The Orchard packaging experiment

I’ve written about plugins based on NuGet before. One piece of software that manages its pluggable parts with NuGet is Orchard – a CMS based on .NET and MVC, which from the experience of my company, Caliper, also serves as a nice framework for building web applications without any CMS functionality.

There’s a couple of things that Orchard solves for you, that make it great as a general framework:

  • database connectivity (with NHibernate), including out-of-the-box support for local, automatic SqlCe databases,
  • data migrations, for upgrading table schemas with new releases of your web applications or modules,
  • theme and module management, with the use of NuGet packages and feeds,
  • dynamic compilation, which lets you do in place changes to your web site or application, even through FTP, and see changes instantenously.

Orchard is distributed as a ZIP file that you can deploy as an application in IIS or open as a web application in Visual Studio. Module and theme packages are only managed through Orchard’s web UI, which gets them from a special Orchard Gallery Feed URL: If you open a module from that feed you’ll see that it contains all of its sources (as in *.cs files), for Orchard’s dynamic compilation to take care of. Open-source at its best. Or is it?

As much as we love having access to sources at Caliper, we love having them on-demand in our debugging sessions even more – instead of moving thousands of them around on disk for no reason. And we all have SymbolSource to handle that for free 🙂

So we set out to try and make Orchard and its modules more vanilla-nuggety and symbol/source server friendly.

Step 1: Packaging Orchard

First, we decided to try putting Orchard itself into packages. The end-result experience should speak for itself:

  1. Open Visual Studio and create an ASP.NET Empty Web Application (yes, no MVC, no Web Forms, no nothing).
  2. Add as a new package source to Visual Studio (yes, SymbolSource can host and serve NuGet packages as a package repository)
  3. Install the Orchard package from this feed in the empty project.
  4. Run the project with F5. You now have the Orchard setup page ready for action.

Things to note, as this should be considered work-in-progress still:

  • All standard modules and themes are downloaded as dependencies. We haven’t tried yet to determine what subset is needed for setup, and which of them could be installed an on as-needed basis later with NuGet in Visual Studio or Orchard through the web UI.
  • External dependencies are taken from the official NuGet feed only if they were taken by the Orchard team as-is, without modification or recompilation. All the rest is in Orchard.External.
  • SqlCe native binaries are not included yet. But you should be good to go on your development machine, as you probably have in installed globally in your system.
  • We haven’t yet figured out how to do versioning, so all packages have strict dependencies (==, i.e. [x.y.z] in NuGet).
  • You can easily create your own binary module packages that take other Orchard modules as NuGet dependencies and get compiled with the right references.

Now for the best part:

  • No *.cs files anywhere! Less files is more speed, less waiting, less transfers, less comparing on updates, less temptation to modify modules in place.
  • Debuggable – with SymbolSource! All symbols (PDB files) and sources are indexed and accessible with Visual Studio using the regular, public SymbolSource URL. This applies only to Orchard.Framework, Orchard.Core and Orchard.Web projects at the moment, but all Orchard modules will follow soon.
  • No dynamic compilation! No more screwed up assembly names and WCF services unable to load. Yes, you can disable dynamic compilation in configuration, but then you’re still required to compile modules and cleanup sources yourself.
  • All views are included in the main project as content files, so it’s easy to find, edit or copy them to your theme.
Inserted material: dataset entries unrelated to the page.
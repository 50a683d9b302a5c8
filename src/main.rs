use std::path::PathBuf;

use ai_fallback::{AppError, config::LoggingConfig, load_config_from, start_server};
use clap::Parser;
use tracing_subscriber::{
    fmt::{self, format::FmtSpan},
    layer::SubscriberExt,
    util::SubscriberInitExt,
    EnvFilter, Layer,
};

/// Chat completion service with ordered provider fallback
#[derive(Parser, Debug)]
#[command(version, about)]
struct Args {
    /// Path to the TOML configuration file
    #[arg(short, long, default_value = "config.toml")]
    config: PathBuf,

    /// Override the listen host
    #[arg(long)]
    host: Option<String>,

    /// Override the listen port
    #[arg(short, long)]
    port: Option<u16>,
}

/// 主函数 - 服务入口
///
/// 负责加载配置、初始化日志系统并启动HTTP服务器
#[tokio::main]
async fn main() -> Result<(), AppError> {
    let args = Args::parse();

    let mut config = load_config_from(&args.config)
        .map_err(|e| AppError::ConfigError(format!("加载配置失败: {:#}", e)))?;

    if let Some(host) = args.host {
        config.server.host = host;
    }
    if let Some(port) = args.port {
        config.server.port = port;
    }
    config.server.validate()?;

    init_tracing(&config.logging)?;

    tracing::info!(
        host = %config.server.host,
        port = %config.server.port,
        providers_count = config.providers.len(),
        "Configuration loaded successfully"
    );

    start_server(config).await?;

    Ok(())
}

/// 初始化结构化日志系统
///
/// `RUST_LOG` 优先，否则使用配置中的日志级别；输出格式为 json / pretty / compact
fn init_tracing(logging: &LoggingConfig) -> Result<(), AppError> {
    let env_filter = EnvFilter::try_from_default_env()
        .unwrap_or_else(|_| EnvFilter::new(format!("ai_fallback={},tower_http=debug", logging.level)));

    let fmt_layer = match logging.format.as_str() {
        "pretty" => fmt::layer().pretty().with_target(true).boxed(),
        "compact" => fmt::layer().compact().with_target(false).boxed(),
        _ => fmt::layer()
            .with_target(true)
            .with_thread_ids(true)
            .with_file(true)
            .with_line_number(true)
            .with_span_events(FmtSpan::CLOSE)
            .json()
            .boxed(),
    };

    tracing_subscriber::registry()
        .with(env_filter)
        .with(fmt_layer)
        .try_init()
        .map_err(|e| AppError::ConfigError(format!("Failed to initialize tracing: {}", e)))?;

    tracing::info!("Structured logging system initialized");
    Ok(())
}
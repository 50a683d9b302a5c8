use std::fmt;

use axum::{
    http::StatusCode,
    response::{IntoResponse, Response},
    Json,
};
use serde_json::json;
use thiserror::Error;

// Use anyhow::Result for configuration loading
// Use thiserror for well-typed errors that need to be handled specifically

/// Application-specific errors surfaced by the HTTP layer
#[derive(Error, Debug)]
pub enum AppError {
    #[error("Bad request: {0}")]
    BadRequest(String),

    #[error("{0}")]
    CompletionFailed(#[from] AggregatedError),

    #[error("Internal server error: {0}")]
    InternalServerError(String),

    #[error("Configuration error: {0}")]
    ConfigError(String),
}

impl AppError {
    pub fn bad_request(msg: impl Into<String>) -> Self {
        Self::BadRequest(msg.into())
    }

    pub fn internal(msg: impl Into<String>) -> Self {
        Self::InternalServerError(msg.into())
    }
}

/// Convert AppError to HTTP response
///
/// Every failure renders as a summary line plus a detail string.
impl IntoResponse for AppError {
    fn into_response(self) -> Response {
        let (status, summary, details) = match &self {
            AppError::BadRequest(msg) => (StatusCode::BAD_REQUEST, "Invalid request", msg.clone()),
            AppError::CompletionFailed(err) => (
                StatusCode::INTERNAL_SERVER_ERROR,
                "Failed to get AI response",
                err.message().to_string(),
            ),
            AppError::InternalServerError(msg) => {
                (StatusCode::INTERNAL_SERVER_ERROR, "Internal server error", msg.clone())
            }
            AppError::ConfigError(msg) => {
                (StatusCode::INTERNAL_SERVER_ERROR, "Configuration error", msg.clone())
            }
        };

        let body = Json(json!({
            "error": summary,
            "details": details,
        }));

        (status, body).into_response()
    }
}

/// Convert from anyhow::Error to AppError for error context
impl From<anyhow::Error> for AppError {
    fn from(err: anyhow::Error) -> Self {
        tracing::error!("Application error: {:?}", err);
        AppError::ConfigError(format!("{:#}", err))
    }
}

/// Helper type for results that use AppError
pub type AppResult<T> = Result<T, AppError>;

/// Stage of a single provider attempt that failed
#[derive(Debug, Clone, Copy, PartialEq, Eq, serde::Serialize)]
#[serde(rename_all = "snake_case")]
pub enum AttemptErrorKind {
    /// Provider unknown, disabled or missing its credential; nothing was sent
    Config,
    /// Connection failure, timeout or non-2xx upstream status
    Transport,
    /// Upstream answered 2xx but the expected structure was missing
    Format,
}

impl fmt::Display for AttemptErrorKind {
    fn fmt(&self, f: &mut fmt::Formatter<'_>) -> fmt::Result {
        let kind = match self {
            AttemptErrorKind::Config => "config",
            AttemptErrorKind::Transport => "transport",
            AttemptErrorKind::Format => "format",
        };
        f.write_str(kind)
    }
}

/// One failed candidate inside an orchestrated run
#[derive(Error, Debug, Clone, PartialEq, serde::Serialize)]
#[error("{message}")]
pub struct ProviderAttemptError {
    pub provider_id: String,
    pub kind: AttemptErrorKind,
    pub message: String,
}

impl ProviderAttemptError {
    pub fn new(provider_id: impl Into<String>, kind: AttemptErrorKind, message: impl Into<String>) -> Self {
        Self {
            provider_id: provider_id.into(),
            kind,
            message: message.into(),
        }
    }

    pub fn config(provider_id: impl Into<String>, message: impl Into<String>) -> Self {
        Self::new(provider_id, AttemptErrorKind::Config, message)
    }

    pub fn transport(provider_id: impl Into<String>, message: impl Into<String>) -> Self {
        Self::new(provider_id, AttemptErrorKind::Transport, message)
    }

    pub fn format(provider_id: impl Into<String>, message: impl Into<String>) -> Self {
        Self::new(provider_id, AttemptErrorKind::Format, message)
    }
}

/// Failure of a whole orchestrated run
///
/// `Exhausted` carries every attempt in the order it was made; the visible
/// message is the last attempt's message.
#[derive(Error, Debug, Clone)]
pub enum AggregatedError {
    #[error("{}", last_message(.attempts))]
    Exhausted { attempts: Vec<ProviderAttemptError> },

    #[error("Completion cancelled after {} attempt(s)", .attempts.len())]
    Cancelled { attempts: Vec<ProviderAttemptError> },
}

const NO_ATTEMPT_MESSAGE: &str = "All AI models failed";

fn last_message(attempts: &[ProviderAttemptError]) -> &str {
    attempts
        .last()
        .map(|attempt| attempt.message.as_str())
        .unwrap_or(NO_ATTEMPT_MESSAGE)
}

impl AggregatedError {
    /// Message shown to the caller
    pub fn message(&self) -> String {
        self.to_string()
    }

    /// All recorded attempts, in order
    pub fn attempts(&self) -> &[ProviderAttemptError] {
        match self {
            AggregatedError::Exhausted { attempts } | AggregatedError::Cancelled { attempts } => attempts,
        }
    }

    pub fn is_cancelled(&self) -> bool {
        matches!(self, AggregatedError::Cancelled { .. })
    }
}
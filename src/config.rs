use std::collections::{HashMap, HashSet};
use std::fmt;
use std::path::Path;
use std::time::Duration;

use anyhow::{Context, Result};
use figment::{
    Figment,
    providers::{Env, Format, Toml},
};
use serde::{Deserialize, Serialize};

/// 环境变量前缀，`AI_FALLBACK_SERVER__PORT=8080` 覆盖 `server.port`
pub const ENV_PREFIX: &str = "AI_FALLBACK_";

/// 主配置结构体
///
/// 包含服务的全部配置，从配置文件和环境变量加载，启动后只读
#[derive(Deserialize, Serialize, Debug, Clone)]
pub struct Config {
    /// 服务器配置
    #[serde(default)]
    pub server: ServerConfig,
    /// 提供商配置映射（提供商ID -> 提供商详情）
    pub providers: HashMap<String, ProviderDetail>,
    /// 自动选择时的候选顺序
    #[serde(default)]
    pub routing: RoutingConfig,
    /// 系统提示词增强
    #[serde(default)]
    pub prompt: PromptConfig,
    /// 日志配置（可选，有默认值）
    #[serde(default)]
    pub logging: LoggingConfig,
}

#[derive(Deserialize, Serialize, Debug, Clone)]
pub struct ServerConfig {
    #[serde(default = "default_host")]
    pub host: String,
    #[serde(default = "default_port")]
    pub port: u16,
    #[serde(default = "default_max_request_size")]
    pub max_request_size_bytes: usize,
}

/// Wire protocol family spoken by a provider
#[derive(Deserialize, Serialize, Debug, Clone, Copy, PartialEq, Eq)]
#[serde(rename_all = "snake_case")]
pub enum ProviderKind {
    /// `messages` array with system/user/assistant roles and bearer auth
    #[serde(rename = "openai")]
    OpenAi,
    /// `contents` array without a system role, key passed as a query parameter
    Gemini,
}

impl ProviderKind {
    /// Infer the family from a provider id, the way ids are conventionally named
    pub fn infer(provider_id: &str) -> Self {
        if provider_id.starts_with("gemini") {
            ProviderKind::Gemini
        } else {
            ProviderKind::OpenAi
        }
    }
}

#[derive(Deserialize, Serialize, Clone)]
pub struct ProviderDetail {
    /// Credential; empty means the provider is never dispatched
    #[serde(default, skip_serializing)]
    pub api_key: String,
    /// Full endpoint URL that receives the POST
    pub api_base: String,
    /// Model identifier sent upstream (turn-based providers put it in the body)
    pub model: String,
    #[serde(default)]
    pub kind: Option<ProviderKind>,
    #[serde(default = "default_provider_timeout")]
    pub timeout_seconds: u64,
    #[serde(default = "default_enabled")]
    pub enabled: bool,
}

#[derive(Deserialize, Serialize, Debug, Clone)]
pub struct RoutingConfig {
    #[serde(default = "default_candidate_order")]
    pub candidate_order: Vec<String>,
}

#[derive(Deserialize, Serialize, Debug, Clone)]
pub struct PromptConfig {
    /// Appended to the system prompt unless it already mentions a skip keyword
    #[serde(default)]
    pub style_instruction: Option<String>,
    #[serde(default = "default_skip_keywords")]
    pub skip_keywords: Vec<String>,
}

#[derive(Deserialize, Serialize, Debug, Clone)]
pub struct LoggingConfig {
    #[serde(default = "default_log_level")]
    pub level: String,
    #[serde(default = "default_log_format")]
    pub format: String,
}

// Default value functions
fn default_host() -> String { "127.0.0.1".to_string() }
fn default_port() -> u16 { 3000 }
fn default_max_request_size() -> usize { 10 * 1024 * 1024 } // 10MB
fn default_provider_timeout() -> u64 { 60 }
fn default_enabled() -> bool { true }
fn default_candidate_order() -> Vec<String> {
    ["gemini", "deepseek", "openai", "groq"].iter().map(|id| id.to_string()).collect()
}
fn default_skip_keywords() -> Vec<String> {
    vec!["paragraph".to_string(), "paragraf".to_string()]
}
fn default_log_level() -> String { "info".to_string() }
fn default_log_format() -> String { "json".to_string() }

impl Default for ServerConfig {
    fn default() -> Self {
        Self {
            host: default_host(),
            port: default_port(),
            max_request_size_bytes: default_max_request_size(),
        }
    }
}

impl Default for RoutingConfig {
    fn default() -> Self {
        Self {
            candidate_order: default_candidate_order(),
        }
    }
}

impl Default for PromptConfig {
    fn default() -> Self {
        Self {
            style_instruction: None,
            skip_keywords: default_skip_keywords(),
        }
    }
}

impl Default for LoggingConfig {
    fn default() -> Self {
        Self {
            level: default_log_level(),
            format: default_log_format(),
        }
    }
}

impl fmt::Debug for ProviderDetail {
    fn fmt(&self, f: &mut fmt::Formatter<'_>) -> fmt::Result {
        let api_key = if self.api_key.is_empty() { "<unset>" } else { "<redacted>" };
        f.debug_struct("ProviderDetail")
            .field("api_key", &api_key)
            .field("api_base", &self.api_base)
            .field("model", &self.model)
            .field("kind", &self.kind)
            .field("timeout_seconds", &self.timeout_seconds)
            .field("enabled", &self.enabled)
            .finish()
    }
}

impl ProviderDetail {
    /// 创建提供商配置，其余字段使用默认值
    pub fn new(api_key: impl Into<String>, api_base: impl Into<String>, model: impl Into<String>) -> Self {
        Self {
            api_key: api_key.into(),
            api_base: api_base.into(),
            model: model.into(),
            kind: None,
            timeout_seconds: default_provider_timeout(),
            enabled: default_enabled(),
        }
    }

    /// Effective protocol family, falling back to the id prefix
    pub fn kind_for(&self, provider_id: &str) -> ProviderKind {
        self.kind.unwrap_or_else(|| ProviderKind::infer(provider_id))
    }

    pub fn has_secret(&self) -> bool {
        !self.api_key.trim().is_empty()
    }

    pub fn timeout(&self) -> Duration {
        Duration::from_secs(self.timeout_seconds)
    }

    /// 验证AI提供商配置参数
    ///
    /// ## 功能说明
    /// 验证单个提供商的端点、模型和超时设置。
    /// 密钥缺失不是配置错误：该提供商在运行时会被跳过并记录为配置失败。
    ///
    /// ## 参数验证规则
    /// - `api_base`: 必须以http://或https://开头
    /// - `model`: 不能为空
    /// - `timeout_seconds`: 1-600秒之间
    pub fn validate(&self) -> Result<()> {
        if self.api_base.is_empty() {
            return Err(anyhow::anyhow!("Provider API base URL cannot be empty"));
        }

        if !self.api_base.starts_with("http://") && !self.api_base.starts_with("https://") {
            return Err(anyhow::anyhow!("Provider API base URL must start with http:// or https://"));
        }

        if self.model.trim().is_empty() {
            return Err(anyhow::anyhow!("Provider model cannot be empty"));
        }

        if self.timeout_seconds == 0 {
            return Err(anyhow::anyhow!("Provider timeout must be greater than 0"));
        }

        // 10分钟上限
        if self.timeout_seconds > 600 {
            return Err(anyhow::anyhow!("Provider timeout cannot exceed 600 seconds"));
        }

        Ok(())
    }
}

/// 加载工作目录下的config.toml和环境变量
pub fn load_config() -> Result<Config> {
    load_config_from("config.toml")
}

/// 加载配置文件和环境变量
///
/// ## 功能说明
/// 从指定的TOML文件和环境变量（前缀AI_FALLBACK_，嵌套键用`__`分隔）加载配置，
/// 环境变量覆盖文件中的相同设置。随后按提供商ID读取`<ID>_API_KEY`形式的密钥变量。
///
/// ## 内部实现逻辑
/// 1. 使用Figment合并TOML文件与前缀环境变量
/// 2. 反序列化为Config结构体
/// 3. 用`GEMINI_API_KEY`等密钥变量覆盖对应提供商的api_key
/// 4. 调用validate()验证配置
///
/// ## 执行例子
/// ```rust,no_run
/// let config = ai_fallback::config::load_config_from("config.toml")?;
/// println!("Server will run on {}:{}", config.server.host, config.server.port);
/// # Ok::<(), anyhow::Error>(())
/// ```
pub fn load_config_from(path: impl AsRef<Path>) -> Result<Config> {
    let path = path.as_ref();
    let mut config: Config = Figment::new()
        .merge(Toml::file(path))
        .merge(Env::prefixed(ENV_PREFIX).split("__"))
        .extract()
        .with_context(|| format!("Failed to load configuration from {} or environment variables", path.display()))?;

    config.apply_secret_overrides(|name| std::env::var(name).ok());

    config.validate()
        .context("Configuration validation failed")?;

    Ok(config)
}

/// Name of the environment variable holding a provider's secret
pub fn secret_env_var(provider_id: &str) -> String {
    let normalized: String = provider_id
        .chars()
        .map(|c| if c.is_ascii_alphanumeric() { c.to_ascii_uppercase() } else { '_' })
        .collect();
    format!("{}_API_KEY", normalized)
}

impl Config {
    /// 用密钥环境变量覆盖文件中的api_key
    ///
    /// `lookup` 返回变量值；空字符串视为未设置
    pub fn apply_secret_overrides<F>(&mut self, lookup: F)
    where
        F: Fn(&str) -> Option<String>,
    {
        for (provider_id, provider) in self.providers.iter_mut() {
            let var = secret_env_var(provider_id);
            if let Some(secret) = lookup(&var).filter(|s| !s.trim().is_empty()) {
                tracing::debug!(provider = %provider_id, env = %var, "Provider secret taken from environment");
                provider.api_key = secret;
            }
        }
    }

    /// 验证整个配置的有效性
    ///
    /// ## 内部实现逻辑
    /// 1. 验证服务器配置
    /// 2. 检查至少配置了一个提供商，并逐个验证
    /// 3. 验证候选顺序：非空、无重复、每个ID都已配置
    /// 4. 验证日志配置
    pub fn validate(&self) -> Result<()> {
        self.server.validate()
            .context("Server configuration validation failed")?;

        if self.providers.is_empty() {
            return Err(anyhow::anyhow!("At least one provider must be configured"));
        }

        for (name, provider) in &self.providers {
            provider.validate()
                .with_context(|| format!("Provider '{}' configuration validation failed", name))?;
        }

        self.routing.validate(&self.providers)
            .context("Routing configuration validation failed")?;

        self.logging.validate()
            .context("Logging configuration validation failed")?;

        Ok(())
    }
}

impl ServerConfig {
    pub fn validate(&self) -> Result<()> {
        if self.host.is_empty() {
            return Err(anyhow::anyhow!("Server host cannot be empty"));
        }

        if self.port == 0 {
            return Err(anyhow::anyhow!("Server port cannot be 0"));
        }

        if self.max_request_size_bytes == 0 {
            return Err(anyhow::anyhow!("Max request size must be greater than 0"));
        }

        // 100MB上限
        if self.max_request_size_bytes > 100 * 1024 * 1024 {
            return Err(anyhow::anyhow!("Max request size cannot exceed 100MB"));
        }

        Ok(())
    }
}

impl RoutingConfig {
    pub fn validate(&self, providers: &HashMap<String, ProviderDetail>) -> Result<()> {
        if self.candidate_order.is_empty() {
            return Err(anyhow::anyhow!("Candidate order cannot be empty"));
        }

        let mut seen = HashSet::new();
        for id in &self.candidate_order {
            if !seen.insert(id.as_str()) {
                return Err(anyhow::anyhow!("Provider '{}' appears more than once in candidate order", id));
            }
            if !providers.contains_key(id) {
                return Err(anyhow::anyhow!("Candidate '{}' is not a configured provider", id));
            }
        }

        Ok(())
    }
}

impl LoggingConfig {
    /// 验证日志配置参数
    ///
    /// - `level`: 必须是 "trace", "debug", "info", "warn", "error" 之一
    /// - `format`: 必须是 "json", "pretty", "compact" 之一
    pub fn validate(&self) -> Result<()> {
        let valid_levels = ["trace", "debug", "info", "warn", "error"];
        if !valid_levels.contains(&self.level.as_str()) {
            return Err(anyhow::anyhow!(
                "Invalid log level '{}': must be one of {:?}",
                self.level, valid_levels
            ));
        }

        let valid_formats = ["json", "pretty", "compact"];
        if !valid_formats.contains(&self.format.as_str()) {
            return Err(anyhow::anyhow!(
                "Invalid log format '{}': must be one of {:?}",
                self.format, valid_formats
            ));
        }

        Ok(())
    }
}
pub mod model;
pub mod provider;
pub mod utils;

pub use model::*;
pub use provider::GeminiAdapter;
pub use utils::{InlineImage, parse_data_uri};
Step 2: Repackaging modules

Since a lot of the standard Orchard distribution is built using modules, we had to figure out how to transform them form source form into binary form. We have a small application that interfaces with NuGet and MSBuild to get the modules, guess their interdependencies from project references, then compile and repackage them. All of the standard modules have been uploaded in repackaged, binary form to the SymbolSource Orchard repository.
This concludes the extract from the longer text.